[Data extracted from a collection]
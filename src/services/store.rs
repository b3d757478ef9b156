use std::sync::Arc;

use async_trait::async_trait;
use tokio::task;

use crate::db::repositories::habit_repository::HabitRepository;
use crate::db::repositories::snapshot_repository::SnapshotRepository;
use crate::db::DbPool;
use crate::error::{AppError, AppResult};
use crate::models::analytics::DateRange;
use crate::models::goal::Goal;
use crate::models::weekly_log::WeeklyLogRecord;

/// The persistent store holding raw weekly-log and goal rows. The analytics
/// core only ever asks it for one user's rows over one window.
#[async_trait]
pub trait HabitDataSource: Send + Sync {
    async fn fetch_weekly_logs_and_goals(
        &self,
        user_id: &str,
        range: DateRange,
    ) -> AppResult<(Vec<WeeklyLogRecord>, Vec<Goal>)>;
}

/// Raw persisted snapshot row. Deserialization and shape checks happen in the
/// manager; a store only moves bytes.
#[derive(Debug, Clone)]
pub struct StoredSnapshot {
    pub payload_json: String,
    pub updated_at: String,
}

/// Durable fallback snapshot, one row per user, default selector only.
#[async_trait]
pub trait SnapshotStore: Send + Sync {
    async fn read_snapshot(&self, user_id: &str) -> AppResult<Option<StoredSnapshot>>;
    async fn write_snapshot(&self, user_id: &str, payload_json: String) -> AppResult<()>;
}

/// Reference implementation over the bundled sqlite layer. rusqlite work is
/// blocking, so every call hops onto the blocking pool.
#[derive(Clone)]
pub struct SqliteHabitStore {
    db: Arc<DbPool>,
}

impl SqliteHabitStore {
    pub fn new(db: DbPool) -> Self {
        Self { db: Arc::new(db) }
    }

    pub fn pool(&self) -> &DbPool {
        &self.db
    }
}

#[async_trait]
impl HabitDataSource for SqliteHabitStore {
    async fn fetch_weekly_logs_and_goals(
        &self,
        user_id: &str,
        range: DateRange,
    ) -> AppResult<(Vec<WeeklyLogRecord>, Vec<Goal>)> {
        let db = Arc::clone(&self.db);
        let user = user_id.to_string();

        task::spawn_blocking(move || {
            db.with_connection(|conn| {
                let goals = HabitRepository::list_goals(conn, &user)?;
                let logs =
                    HabitRepository::list_weekly_logs_in_range(conn, &user, range.start, range.end)?;
                Ok((logs, goals))
            })
        })
        .await
        .map_err(|err| AppError::other(format!("blocking fetch task failed: {err}")))?
    }
}

#[async_trait]
impl SnapshotStore for SqliteHabitStore {
    async fn read_snapshot(&self, user_id: &str) -> AppResult<Option<StoredSnapshot>> {
        let db = Arc::clone(&self.db);
        let user = user_id.to_string();

        task::spawn_blocking(move || {
            db.with_connection(|conn| {
                let row = SnapshotRepository::find_by_user(conn, &user)?;
                Ok(row.map(|row| StoredSnapshot {
                    payload_json: row.payload_json,
                    updated_at: row.updated_at,
                }))
            })
        })
        .await
        .map_err(|err| AppError::other(format!("blocking snapshot read failed: {err}")))?
    }

    async fn write_snapshot(&self, user_id: &str, payload_json: String) -> AppResult<()> {
        let db = Arc::clone(&self.db);
        let user = user_id.to_string();

        task::spawn_blocking(move || {
            db.with_connection(|conn| SnapshotRepository::upsert(conn, &user, &payload_json))
        })
        .await
        .map_err(|err| AppError::other(format!("blocking snapshot write failed: {err}")))?
    }
}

* [What you should do]:
When you reach the line holding "use crate::models::goal::Goal;" in the records above, begin reproducing exactly, stop after the line holding "happen in the", and output nothing else.

* [Completed task]:
use crate::models::goal::Goal;
use crate::models::weekly_log::WeeklyLogRecord;

/// The persistent store holding raw weekly-log and goal rows. The analytics
/// core only ever asks it for one user's rows over one window.
#[async_trait]
pub trait HabitDataSource: Send + Sync {
    async fn fetch_weekly_logs_and_goals(
        &self,
        user_id: &str,
        range: DateRange,
    ) -> AppResult<(Vec<WeeklyLogRecord>, Vec<Goal>)>;
}

/// Raw persisted snapshot row. Deserialization and shape checks happen in the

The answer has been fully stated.